▶ _WORK REQUEST_:
Check each line of the listing, and copy it if it contains the word "Failed".

▽

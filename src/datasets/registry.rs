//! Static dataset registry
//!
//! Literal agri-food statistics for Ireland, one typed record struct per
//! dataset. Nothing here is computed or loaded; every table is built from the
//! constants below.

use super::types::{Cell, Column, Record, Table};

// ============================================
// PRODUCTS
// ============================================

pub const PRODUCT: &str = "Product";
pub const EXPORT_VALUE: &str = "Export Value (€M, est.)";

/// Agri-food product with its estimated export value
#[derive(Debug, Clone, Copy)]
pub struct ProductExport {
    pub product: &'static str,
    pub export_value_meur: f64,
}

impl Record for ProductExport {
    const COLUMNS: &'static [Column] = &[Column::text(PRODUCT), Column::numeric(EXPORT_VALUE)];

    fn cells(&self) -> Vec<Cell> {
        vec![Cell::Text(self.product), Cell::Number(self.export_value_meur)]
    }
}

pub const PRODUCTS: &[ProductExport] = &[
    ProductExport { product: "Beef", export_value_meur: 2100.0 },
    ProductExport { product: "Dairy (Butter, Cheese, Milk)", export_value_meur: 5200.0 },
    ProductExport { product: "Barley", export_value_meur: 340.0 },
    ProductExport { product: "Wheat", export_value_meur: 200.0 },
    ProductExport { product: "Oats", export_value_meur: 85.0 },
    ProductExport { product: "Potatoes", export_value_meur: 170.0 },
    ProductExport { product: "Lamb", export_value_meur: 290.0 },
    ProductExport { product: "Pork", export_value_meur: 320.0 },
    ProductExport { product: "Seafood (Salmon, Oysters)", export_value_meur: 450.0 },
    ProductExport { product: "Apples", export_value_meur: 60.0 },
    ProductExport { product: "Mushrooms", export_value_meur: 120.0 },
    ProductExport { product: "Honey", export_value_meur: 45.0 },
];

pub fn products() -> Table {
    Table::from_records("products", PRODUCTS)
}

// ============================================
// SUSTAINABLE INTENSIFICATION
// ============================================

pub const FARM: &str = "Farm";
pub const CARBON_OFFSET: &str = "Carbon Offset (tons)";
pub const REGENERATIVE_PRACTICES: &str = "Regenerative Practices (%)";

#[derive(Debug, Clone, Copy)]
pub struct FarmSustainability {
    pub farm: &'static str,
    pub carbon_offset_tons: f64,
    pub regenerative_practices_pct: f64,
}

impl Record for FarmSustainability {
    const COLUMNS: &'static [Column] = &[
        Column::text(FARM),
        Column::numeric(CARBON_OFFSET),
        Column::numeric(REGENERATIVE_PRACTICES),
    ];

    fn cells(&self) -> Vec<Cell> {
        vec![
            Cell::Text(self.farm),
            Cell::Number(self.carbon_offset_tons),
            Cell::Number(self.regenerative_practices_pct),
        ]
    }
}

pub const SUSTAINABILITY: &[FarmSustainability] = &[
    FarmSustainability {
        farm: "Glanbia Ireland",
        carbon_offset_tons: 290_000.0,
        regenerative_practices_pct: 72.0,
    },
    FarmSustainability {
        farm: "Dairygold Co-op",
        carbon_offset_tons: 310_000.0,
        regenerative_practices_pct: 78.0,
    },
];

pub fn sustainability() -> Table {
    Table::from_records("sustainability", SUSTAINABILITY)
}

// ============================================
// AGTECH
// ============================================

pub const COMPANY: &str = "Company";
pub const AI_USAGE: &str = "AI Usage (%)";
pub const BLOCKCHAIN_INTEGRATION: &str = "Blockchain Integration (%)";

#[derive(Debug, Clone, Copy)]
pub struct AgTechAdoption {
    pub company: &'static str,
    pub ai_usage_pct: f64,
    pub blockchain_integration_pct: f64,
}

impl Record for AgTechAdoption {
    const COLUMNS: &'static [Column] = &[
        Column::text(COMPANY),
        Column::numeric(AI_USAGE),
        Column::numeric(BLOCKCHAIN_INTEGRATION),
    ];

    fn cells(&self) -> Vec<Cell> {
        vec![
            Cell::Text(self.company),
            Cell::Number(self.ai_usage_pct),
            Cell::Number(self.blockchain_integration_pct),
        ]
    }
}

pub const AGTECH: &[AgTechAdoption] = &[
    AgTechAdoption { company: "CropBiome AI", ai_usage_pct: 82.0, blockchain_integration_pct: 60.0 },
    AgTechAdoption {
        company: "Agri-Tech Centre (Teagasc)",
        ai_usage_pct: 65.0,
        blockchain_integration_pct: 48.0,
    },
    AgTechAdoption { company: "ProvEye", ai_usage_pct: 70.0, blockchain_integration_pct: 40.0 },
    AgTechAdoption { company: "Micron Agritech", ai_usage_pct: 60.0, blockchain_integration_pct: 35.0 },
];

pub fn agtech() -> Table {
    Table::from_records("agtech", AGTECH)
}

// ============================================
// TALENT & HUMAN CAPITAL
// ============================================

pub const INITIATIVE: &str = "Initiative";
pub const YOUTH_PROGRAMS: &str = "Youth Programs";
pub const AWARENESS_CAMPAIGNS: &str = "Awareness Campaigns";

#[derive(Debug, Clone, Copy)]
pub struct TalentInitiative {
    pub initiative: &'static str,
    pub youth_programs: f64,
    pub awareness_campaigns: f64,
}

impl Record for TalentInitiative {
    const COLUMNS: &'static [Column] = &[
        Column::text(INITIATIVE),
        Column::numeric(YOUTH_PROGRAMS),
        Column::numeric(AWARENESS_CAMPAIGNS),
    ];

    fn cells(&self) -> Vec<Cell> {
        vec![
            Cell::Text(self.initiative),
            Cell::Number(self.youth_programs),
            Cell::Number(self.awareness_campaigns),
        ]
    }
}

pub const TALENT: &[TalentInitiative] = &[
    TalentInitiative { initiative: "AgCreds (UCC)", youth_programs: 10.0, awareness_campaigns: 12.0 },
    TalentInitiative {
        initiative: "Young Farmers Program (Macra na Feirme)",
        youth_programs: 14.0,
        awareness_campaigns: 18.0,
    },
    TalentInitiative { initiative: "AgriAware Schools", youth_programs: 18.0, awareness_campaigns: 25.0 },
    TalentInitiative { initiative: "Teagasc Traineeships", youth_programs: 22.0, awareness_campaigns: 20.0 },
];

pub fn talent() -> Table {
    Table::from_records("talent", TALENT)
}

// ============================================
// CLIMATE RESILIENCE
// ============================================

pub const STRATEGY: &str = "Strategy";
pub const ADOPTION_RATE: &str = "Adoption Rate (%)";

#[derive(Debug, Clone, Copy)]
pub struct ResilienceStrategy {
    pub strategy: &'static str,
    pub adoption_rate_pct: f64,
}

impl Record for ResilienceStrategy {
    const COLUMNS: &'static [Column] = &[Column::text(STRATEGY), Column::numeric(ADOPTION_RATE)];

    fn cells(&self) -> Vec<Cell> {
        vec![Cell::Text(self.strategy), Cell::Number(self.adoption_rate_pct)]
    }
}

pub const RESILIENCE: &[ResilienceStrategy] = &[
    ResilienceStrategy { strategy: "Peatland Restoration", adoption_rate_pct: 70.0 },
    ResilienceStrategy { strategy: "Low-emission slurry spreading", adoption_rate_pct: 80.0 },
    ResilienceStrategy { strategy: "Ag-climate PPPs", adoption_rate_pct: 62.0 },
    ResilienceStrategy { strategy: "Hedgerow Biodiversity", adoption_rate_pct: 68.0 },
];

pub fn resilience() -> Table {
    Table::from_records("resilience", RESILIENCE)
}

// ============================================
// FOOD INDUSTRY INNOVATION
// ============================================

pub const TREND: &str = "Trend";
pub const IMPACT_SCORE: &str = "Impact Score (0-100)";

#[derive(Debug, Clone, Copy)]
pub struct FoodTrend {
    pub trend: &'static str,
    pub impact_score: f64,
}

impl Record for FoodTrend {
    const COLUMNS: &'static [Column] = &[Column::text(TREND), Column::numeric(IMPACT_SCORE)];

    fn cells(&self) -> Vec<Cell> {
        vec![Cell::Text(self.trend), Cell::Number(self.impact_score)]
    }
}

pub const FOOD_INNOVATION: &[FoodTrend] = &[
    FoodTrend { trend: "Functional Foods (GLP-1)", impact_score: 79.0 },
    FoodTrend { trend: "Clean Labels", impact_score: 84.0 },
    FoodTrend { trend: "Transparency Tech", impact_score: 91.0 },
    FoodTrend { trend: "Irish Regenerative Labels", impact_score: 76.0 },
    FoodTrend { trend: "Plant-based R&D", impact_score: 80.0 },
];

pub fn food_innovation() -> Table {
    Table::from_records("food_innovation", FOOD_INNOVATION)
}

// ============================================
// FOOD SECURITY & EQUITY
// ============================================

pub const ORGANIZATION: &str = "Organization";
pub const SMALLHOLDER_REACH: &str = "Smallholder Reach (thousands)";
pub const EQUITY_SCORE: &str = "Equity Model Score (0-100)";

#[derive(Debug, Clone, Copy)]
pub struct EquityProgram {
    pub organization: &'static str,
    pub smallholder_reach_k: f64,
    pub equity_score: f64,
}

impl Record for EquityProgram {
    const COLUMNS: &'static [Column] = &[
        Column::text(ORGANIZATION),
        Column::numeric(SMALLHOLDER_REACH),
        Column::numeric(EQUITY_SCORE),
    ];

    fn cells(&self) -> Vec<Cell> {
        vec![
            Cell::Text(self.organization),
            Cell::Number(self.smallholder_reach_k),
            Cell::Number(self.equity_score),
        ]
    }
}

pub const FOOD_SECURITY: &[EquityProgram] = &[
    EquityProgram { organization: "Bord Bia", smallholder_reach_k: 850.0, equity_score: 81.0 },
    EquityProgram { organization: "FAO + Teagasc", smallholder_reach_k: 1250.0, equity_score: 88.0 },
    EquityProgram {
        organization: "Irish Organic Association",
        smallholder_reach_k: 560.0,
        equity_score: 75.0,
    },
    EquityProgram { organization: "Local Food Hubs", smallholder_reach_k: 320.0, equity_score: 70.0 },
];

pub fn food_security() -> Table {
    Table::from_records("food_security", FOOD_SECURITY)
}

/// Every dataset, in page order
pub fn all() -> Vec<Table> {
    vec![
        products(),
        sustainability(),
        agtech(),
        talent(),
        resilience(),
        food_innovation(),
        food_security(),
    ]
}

△
▽

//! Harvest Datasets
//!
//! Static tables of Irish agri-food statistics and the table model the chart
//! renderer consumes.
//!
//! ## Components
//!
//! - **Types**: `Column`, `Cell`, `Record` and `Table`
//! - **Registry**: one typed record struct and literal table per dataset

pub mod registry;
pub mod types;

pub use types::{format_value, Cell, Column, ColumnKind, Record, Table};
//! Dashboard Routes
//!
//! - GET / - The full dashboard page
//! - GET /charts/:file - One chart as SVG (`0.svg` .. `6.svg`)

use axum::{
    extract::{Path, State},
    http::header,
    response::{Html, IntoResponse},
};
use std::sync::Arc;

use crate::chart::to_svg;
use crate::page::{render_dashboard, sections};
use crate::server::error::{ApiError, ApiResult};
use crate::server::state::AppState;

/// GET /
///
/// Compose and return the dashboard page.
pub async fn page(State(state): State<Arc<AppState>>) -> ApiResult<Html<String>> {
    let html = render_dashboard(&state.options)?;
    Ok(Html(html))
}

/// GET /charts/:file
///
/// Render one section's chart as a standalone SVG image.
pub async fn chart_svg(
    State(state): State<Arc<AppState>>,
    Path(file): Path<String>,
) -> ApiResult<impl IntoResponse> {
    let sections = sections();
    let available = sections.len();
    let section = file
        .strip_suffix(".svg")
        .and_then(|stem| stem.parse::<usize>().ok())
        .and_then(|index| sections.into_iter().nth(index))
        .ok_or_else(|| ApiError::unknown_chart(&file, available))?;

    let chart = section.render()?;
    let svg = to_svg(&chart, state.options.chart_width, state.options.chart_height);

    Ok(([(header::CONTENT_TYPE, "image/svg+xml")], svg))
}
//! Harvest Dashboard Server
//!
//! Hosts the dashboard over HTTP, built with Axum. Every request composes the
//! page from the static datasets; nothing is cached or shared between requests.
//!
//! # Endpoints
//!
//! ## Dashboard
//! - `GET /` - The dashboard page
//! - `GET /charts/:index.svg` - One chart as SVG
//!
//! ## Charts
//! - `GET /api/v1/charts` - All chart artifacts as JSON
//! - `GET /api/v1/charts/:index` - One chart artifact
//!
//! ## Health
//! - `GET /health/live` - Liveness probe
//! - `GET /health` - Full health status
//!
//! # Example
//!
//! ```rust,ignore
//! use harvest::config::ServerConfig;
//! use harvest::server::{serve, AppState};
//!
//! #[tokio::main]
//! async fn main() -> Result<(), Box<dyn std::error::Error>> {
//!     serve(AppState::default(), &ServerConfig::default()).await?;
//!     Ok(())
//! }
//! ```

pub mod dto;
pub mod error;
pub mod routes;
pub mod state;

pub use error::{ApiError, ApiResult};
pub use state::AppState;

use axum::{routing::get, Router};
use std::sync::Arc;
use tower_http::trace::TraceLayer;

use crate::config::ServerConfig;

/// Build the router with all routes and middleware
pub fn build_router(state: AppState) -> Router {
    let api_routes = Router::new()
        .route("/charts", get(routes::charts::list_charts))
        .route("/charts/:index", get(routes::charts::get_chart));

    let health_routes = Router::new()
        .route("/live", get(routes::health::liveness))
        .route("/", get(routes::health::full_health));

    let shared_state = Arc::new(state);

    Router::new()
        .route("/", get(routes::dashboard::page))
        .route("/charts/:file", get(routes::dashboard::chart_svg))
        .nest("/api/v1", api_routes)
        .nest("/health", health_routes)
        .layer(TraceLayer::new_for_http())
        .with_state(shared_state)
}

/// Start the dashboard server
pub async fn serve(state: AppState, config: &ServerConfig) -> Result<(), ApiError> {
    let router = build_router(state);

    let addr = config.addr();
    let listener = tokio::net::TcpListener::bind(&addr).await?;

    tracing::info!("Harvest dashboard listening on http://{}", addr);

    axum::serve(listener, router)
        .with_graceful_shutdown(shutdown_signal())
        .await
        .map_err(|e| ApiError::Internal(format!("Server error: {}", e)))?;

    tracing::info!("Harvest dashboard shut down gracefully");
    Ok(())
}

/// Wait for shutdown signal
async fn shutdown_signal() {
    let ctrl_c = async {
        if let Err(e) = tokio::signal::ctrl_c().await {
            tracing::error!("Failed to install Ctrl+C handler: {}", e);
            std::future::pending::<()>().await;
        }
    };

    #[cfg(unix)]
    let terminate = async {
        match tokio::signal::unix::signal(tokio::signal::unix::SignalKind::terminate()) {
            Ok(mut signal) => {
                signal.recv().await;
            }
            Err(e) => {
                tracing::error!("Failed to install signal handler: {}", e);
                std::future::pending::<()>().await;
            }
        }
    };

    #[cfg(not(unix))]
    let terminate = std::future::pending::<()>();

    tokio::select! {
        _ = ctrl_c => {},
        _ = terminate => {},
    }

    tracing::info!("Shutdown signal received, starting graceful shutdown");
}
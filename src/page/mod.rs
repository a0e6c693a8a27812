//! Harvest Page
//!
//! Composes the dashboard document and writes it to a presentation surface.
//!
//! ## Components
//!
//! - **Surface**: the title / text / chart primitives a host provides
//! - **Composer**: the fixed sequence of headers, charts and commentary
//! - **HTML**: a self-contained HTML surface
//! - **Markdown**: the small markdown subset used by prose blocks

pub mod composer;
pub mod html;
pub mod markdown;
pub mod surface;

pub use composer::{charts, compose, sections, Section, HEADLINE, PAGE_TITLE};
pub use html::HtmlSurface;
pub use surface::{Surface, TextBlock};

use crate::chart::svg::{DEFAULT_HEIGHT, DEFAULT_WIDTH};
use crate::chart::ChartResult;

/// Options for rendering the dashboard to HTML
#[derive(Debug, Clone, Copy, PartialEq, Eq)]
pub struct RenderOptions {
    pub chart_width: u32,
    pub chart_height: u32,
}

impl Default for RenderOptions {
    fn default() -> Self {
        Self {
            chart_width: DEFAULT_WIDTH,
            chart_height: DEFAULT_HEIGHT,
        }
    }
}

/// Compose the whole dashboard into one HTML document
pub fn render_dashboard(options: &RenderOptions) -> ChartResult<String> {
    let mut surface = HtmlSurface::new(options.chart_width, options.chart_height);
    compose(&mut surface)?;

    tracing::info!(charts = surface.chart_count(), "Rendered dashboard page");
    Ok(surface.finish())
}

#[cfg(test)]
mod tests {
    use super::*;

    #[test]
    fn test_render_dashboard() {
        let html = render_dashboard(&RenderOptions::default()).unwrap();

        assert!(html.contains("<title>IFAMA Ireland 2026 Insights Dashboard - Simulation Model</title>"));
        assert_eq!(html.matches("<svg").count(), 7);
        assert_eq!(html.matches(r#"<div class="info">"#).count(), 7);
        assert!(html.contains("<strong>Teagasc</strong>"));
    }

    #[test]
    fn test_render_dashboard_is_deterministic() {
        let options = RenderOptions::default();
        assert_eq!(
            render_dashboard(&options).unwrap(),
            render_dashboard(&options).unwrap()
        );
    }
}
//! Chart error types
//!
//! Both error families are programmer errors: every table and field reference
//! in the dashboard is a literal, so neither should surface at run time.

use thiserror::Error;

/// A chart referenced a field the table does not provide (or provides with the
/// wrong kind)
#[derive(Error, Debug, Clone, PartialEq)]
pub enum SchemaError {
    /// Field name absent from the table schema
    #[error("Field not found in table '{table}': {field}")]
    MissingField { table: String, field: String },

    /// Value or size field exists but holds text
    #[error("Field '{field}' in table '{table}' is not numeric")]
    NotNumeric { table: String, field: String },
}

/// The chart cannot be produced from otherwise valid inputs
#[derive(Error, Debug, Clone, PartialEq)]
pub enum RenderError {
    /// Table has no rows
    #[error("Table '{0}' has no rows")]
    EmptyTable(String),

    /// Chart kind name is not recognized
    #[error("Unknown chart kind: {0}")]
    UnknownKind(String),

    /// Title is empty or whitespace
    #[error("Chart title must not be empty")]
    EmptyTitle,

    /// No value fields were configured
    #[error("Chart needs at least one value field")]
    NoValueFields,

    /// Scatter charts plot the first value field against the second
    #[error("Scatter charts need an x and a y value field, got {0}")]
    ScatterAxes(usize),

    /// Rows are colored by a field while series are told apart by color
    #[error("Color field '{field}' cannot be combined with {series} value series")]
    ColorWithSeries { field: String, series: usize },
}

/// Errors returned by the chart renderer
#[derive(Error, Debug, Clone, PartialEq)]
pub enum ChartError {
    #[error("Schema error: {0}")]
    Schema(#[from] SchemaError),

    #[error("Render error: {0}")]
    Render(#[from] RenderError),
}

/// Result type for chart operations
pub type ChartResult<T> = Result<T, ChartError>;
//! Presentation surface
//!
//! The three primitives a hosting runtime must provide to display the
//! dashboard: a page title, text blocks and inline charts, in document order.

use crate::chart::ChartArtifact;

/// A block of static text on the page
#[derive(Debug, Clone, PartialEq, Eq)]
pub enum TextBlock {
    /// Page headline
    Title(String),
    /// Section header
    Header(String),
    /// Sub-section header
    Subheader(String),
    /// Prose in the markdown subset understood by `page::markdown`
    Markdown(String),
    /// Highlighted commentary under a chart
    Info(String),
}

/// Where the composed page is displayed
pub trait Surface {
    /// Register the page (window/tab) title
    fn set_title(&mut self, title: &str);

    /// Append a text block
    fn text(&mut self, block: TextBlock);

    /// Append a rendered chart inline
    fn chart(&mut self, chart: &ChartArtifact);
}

△
▽

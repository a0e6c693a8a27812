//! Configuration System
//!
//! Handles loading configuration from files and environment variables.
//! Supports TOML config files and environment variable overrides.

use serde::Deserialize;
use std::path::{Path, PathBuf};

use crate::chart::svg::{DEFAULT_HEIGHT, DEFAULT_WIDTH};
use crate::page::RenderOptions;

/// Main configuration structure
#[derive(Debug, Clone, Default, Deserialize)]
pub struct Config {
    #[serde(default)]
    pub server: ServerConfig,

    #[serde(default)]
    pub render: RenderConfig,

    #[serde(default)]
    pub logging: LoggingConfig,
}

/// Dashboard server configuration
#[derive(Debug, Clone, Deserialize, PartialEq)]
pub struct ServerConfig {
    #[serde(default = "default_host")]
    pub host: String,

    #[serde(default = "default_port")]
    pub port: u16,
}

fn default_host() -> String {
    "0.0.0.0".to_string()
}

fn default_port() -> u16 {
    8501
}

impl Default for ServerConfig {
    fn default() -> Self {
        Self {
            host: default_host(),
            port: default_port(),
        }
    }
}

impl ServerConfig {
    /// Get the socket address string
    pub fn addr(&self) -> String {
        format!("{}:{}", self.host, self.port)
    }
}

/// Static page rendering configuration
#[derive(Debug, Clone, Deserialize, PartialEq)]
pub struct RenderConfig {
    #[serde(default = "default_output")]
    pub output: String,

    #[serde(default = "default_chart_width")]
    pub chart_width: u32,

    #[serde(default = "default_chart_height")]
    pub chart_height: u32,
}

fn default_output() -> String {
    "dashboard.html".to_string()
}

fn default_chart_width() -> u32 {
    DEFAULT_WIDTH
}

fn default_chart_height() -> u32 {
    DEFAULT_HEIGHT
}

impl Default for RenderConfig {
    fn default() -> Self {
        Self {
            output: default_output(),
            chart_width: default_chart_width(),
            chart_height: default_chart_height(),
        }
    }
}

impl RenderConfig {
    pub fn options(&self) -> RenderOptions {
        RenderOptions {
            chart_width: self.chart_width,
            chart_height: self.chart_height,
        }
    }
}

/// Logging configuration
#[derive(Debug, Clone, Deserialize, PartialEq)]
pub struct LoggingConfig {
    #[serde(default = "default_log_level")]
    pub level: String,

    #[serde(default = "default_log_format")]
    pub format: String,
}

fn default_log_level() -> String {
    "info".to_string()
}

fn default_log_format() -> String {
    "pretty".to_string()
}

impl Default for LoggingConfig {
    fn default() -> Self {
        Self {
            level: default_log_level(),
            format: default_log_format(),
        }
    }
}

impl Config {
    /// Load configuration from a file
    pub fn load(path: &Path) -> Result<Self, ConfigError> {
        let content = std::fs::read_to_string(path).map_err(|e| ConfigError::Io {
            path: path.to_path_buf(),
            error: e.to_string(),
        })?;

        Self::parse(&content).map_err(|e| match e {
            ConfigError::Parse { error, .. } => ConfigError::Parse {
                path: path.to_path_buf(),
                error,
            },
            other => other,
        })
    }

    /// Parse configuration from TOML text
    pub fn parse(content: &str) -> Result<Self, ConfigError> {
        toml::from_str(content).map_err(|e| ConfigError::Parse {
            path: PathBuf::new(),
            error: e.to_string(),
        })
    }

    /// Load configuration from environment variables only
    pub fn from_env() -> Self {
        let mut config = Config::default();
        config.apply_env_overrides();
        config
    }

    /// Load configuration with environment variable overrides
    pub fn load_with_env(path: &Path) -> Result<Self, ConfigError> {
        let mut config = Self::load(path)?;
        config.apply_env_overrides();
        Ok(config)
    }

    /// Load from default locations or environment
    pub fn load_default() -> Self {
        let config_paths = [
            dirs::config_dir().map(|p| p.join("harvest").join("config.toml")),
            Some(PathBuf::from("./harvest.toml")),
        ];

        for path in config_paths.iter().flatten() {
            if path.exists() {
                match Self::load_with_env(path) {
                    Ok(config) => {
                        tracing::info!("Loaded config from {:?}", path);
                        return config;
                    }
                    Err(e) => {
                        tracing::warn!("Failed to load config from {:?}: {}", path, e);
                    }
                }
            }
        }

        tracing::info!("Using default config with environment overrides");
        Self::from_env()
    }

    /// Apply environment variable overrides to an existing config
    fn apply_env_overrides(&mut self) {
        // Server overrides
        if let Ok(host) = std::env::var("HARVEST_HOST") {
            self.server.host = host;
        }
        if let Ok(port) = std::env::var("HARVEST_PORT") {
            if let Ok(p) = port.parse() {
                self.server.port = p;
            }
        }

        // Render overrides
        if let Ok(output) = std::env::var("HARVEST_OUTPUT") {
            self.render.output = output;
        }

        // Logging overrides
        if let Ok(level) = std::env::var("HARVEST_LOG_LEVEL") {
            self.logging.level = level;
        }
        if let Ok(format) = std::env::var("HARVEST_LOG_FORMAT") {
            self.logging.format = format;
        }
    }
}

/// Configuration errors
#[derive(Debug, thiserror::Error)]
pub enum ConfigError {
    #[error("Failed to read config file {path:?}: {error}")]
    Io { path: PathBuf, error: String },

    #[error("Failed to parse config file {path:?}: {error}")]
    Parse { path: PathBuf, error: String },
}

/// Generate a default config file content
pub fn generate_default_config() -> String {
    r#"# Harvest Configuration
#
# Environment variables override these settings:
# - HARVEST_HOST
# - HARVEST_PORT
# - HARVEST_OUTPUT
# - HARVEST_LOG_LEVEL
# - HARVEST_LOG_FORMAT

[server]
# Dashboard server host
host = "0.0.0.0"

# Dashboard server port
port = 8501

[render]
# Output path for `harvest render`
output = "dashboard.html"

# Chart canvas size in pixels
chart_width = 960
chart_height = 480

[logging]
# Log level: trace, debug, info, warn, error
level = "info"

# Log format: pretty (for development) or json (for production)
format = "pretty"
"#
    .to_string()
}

△

▶ _RESULT OF THE EXERCISE_:
            tracing::error!("Failed to install Ctrl+C handler: {}", e);
                tracing::error!("Failed to install signal handler: {}", e);
                        tracing::warn!("Failed to load config from {:?}: {}", path, e);
    #[error("Failed to read config file {path:?}: {error}")]
    #[error("Failed to parse config file {path:?}: {error}")]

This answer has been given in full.